What to work on
Say how many lines in the listing below contain the word "than". Give the number alone.

Input for this task
::::

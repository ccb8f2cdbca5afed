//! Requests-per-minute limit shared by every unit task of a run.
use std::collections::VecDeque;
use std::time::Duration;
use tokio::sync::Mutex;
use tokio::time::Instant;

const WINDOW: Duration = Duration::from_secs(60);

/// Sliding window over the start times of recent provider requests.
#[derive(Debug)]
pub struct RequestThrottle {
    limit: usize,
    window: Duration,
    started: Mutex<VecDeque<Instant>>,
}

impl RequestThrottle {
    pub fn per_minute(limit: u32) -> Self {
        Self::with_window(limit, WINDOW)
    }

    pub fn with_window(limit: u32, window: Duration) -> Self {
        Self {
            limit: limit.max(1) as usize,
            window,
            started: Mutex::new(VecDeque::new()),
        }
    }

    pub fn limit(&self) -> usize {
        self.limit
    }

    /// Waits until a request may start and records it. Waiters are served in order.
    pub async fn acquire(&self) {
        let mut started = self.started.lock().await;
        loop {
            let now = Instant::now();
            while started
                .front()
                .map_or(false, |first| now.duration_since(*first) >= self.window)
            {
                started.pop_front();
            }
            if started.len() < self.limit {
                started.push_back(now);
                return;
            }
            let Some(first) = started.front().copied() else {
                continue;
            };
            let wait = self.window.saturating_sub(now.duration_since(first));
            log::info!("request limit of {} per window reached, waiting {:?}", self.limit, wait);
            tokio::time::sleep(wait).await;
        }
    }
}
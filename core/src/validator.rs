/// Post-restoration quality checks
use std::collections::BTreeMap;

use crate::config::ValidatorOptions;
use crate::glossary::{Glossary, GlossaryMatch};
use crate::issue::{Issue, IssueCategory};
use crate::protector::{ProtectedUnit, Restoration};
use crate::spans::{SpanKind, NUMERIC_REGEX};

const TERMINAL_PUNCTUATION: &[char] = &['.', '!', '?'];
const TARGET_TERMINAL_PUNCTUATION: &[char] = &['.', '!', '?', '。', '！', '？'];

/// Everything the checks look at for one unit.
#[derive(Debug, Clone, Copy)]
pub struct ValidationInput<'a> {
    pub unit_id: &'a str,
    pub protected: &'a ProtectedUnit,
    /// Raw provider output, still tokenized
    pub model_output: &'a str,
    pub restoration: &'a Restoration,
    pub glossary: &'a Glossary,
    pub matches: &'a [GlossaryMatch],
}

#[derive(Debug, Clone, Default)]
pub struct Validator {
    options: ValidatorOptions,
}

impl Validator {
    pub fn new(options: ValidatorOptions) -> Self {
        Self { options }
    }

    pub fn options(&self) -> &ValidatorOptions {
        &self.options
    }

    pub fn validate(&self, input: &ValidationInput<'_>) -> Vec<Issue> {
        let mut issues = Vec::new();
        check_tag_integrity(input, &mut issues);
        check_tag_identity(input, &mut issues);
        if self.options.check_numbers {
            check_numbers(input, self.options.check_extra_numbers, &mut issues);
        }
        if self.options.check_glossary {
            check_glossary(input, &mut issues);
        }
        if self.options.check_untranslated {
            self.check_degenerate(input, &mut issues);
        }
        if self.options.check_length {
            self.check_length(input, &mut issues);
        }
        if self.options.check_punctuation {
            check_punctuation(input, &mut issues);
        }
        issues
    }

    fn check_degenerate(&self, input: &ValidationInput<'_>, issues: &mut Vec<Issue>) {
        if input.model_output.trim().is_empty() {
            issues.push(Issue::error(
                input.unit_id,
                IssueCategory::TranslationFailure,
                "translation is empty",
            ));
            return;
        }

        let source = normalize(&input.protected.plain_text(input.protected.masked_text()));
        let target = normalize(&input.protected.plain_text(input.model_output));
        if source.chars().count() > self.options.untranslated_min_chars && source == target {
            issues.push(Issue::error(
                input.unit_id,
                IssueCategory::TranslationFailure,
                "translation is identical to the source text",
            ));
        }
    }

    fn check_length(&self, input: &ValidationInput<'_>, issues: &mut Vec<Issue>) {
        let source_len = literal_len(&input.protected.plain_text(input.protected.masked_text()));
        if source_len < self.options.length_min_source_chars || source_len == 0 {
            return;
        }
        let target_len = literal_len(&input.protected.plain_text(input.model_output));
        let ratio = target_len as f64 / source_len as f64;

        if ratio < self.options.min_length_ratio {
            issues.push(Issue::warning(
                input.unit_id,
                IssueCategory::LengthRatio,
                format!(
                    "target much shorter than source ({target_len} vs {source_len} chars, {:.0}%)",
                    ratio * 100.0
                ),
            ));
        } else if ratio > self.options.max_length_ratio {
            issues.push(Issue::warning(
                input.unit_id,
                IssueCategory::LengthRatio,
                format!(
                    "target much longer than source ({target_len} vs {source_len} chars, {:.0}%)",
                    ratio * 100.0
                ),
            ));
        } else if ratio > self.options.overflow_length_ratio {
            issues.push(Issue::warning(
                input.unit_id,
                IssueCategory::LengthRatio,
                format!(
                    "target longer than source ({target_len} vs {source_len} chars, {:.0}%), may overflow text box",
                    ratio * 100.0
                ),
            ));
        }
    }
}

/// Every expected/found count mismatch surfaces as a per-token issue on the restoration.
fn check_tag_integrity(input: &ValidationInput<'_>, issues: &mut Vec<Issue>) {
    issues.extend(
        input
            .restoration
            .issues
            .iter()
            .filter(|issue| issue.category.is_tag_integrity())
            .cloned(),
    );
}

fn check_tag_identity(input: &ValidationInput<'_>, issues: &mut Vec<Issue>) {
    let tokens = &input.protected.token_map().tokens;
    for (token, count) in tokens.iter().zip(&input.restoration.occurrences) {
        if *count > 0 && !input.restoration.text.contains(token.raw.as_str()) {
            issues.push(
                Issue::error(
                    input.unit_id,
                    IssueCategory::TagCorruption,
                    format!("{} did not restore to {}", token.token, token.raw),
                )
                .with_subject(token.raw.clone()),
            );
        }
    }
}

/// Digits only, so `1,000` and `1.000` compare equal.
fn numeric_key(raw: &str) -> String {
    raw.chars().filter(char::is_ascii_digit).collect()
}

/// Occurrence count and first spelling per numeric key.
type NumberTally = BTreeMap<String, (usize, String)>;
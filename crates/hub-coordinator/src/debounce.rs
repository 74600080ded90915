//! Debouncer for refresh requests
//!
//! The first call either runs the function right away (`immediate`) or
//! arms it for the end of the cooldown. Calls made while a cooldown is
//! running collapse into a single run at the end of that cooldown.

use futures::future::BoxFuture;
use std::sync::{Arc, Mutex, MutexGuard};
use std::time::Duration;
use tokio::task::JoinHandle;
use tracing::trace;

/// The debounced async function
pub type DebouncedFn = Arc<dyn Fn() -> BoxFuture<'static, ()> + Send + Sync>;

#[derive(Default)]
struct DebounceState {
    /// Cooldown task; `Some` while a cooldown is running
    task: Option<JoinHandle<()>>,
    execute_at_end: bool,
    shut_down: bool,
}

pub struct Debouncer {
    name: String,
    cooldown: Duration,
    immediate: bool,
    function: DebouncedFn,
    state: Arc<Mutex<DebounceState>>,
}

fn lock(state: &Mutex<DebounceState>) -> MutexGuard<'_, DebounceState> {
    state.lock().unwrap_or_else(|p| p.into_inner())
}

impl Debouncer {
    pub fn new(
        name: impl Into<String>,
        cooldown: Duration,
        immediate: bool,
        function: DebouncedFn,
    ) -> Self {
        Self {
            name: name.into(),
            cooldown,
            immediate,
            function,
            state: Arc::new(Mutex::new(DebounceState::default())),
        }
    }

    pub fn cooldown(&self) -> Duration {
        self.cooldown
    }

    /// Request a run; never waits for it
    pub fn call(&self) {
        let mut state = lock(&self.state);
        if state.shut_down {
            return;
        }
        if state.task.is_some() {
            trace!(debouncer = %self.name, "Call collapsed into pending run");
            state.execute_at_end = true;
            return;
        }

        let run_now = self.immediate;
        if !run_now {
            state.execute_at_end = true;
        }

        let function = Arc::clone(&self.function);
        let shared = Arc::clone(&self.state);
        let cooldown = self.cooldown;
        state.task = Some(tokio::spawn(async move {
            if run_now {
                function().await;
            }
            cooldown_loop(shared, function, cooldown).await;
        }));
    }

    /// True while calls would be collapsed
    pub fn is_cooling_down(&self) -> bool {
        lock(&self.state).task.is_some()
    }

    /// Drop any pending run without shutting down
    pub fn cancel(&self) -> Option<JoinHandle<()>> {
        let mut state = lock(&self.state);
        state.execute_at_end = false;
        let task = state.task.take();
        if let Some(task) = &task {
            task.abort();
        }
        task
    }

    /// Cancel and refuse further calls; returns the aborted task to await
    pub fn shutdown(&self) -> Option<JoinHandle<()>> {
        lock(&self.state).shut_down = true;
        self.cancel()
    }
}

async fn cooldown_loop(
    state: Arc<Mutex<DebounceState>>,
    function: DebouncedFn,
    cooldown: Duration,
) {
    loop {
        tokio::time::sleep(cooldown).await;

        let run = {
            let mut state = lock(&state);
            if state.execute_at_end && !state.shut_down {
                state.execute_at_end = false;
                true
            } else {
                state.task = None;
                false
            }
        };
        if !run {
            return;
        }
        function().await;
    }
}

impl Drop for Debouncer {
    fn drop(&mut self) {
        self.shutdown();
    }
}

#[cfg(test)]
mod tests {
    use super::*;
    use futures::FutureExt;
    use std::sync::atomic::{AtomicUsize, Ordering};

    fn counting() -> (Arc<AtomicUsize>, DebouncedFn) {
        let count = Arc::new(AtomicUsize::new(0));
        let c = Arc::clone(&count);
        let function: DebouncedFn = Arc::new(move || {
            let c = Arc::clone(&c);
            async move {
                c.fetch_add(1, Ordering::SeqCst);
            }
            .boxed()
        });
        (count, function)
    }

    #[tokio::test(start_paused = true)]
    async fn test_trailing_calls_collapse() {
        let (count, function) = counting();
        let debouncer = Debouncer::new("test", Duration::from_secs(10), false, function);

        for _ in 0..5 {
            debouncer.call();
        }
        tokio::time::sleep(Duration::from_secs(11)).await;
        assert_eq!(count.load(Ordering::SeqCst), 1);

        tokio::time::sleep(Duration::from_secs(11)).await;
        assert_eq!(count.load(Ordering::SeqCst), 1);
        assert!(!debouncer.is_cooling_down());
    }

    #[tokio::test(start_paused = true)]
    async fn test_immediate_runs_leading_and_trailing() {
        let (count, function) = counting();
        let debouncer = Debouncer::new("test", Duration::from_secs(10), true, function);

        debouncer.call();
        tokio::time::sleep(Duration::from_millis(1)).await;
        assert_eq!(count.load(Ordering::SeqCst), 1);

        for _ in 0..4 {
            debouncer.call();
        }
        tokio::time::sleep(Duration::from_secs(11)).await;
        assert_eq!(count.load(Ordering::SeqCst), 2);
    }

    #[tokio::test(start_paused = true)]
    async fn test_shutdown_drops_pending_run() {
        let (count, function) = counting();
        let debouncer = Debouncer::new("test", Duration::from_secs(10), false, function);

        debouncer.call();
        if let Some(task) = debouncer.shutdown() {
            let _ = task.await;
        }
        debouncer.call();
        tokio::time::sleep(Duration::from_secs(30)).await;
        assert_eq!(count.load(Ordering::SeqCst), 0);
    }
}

::::

Solution to this task
3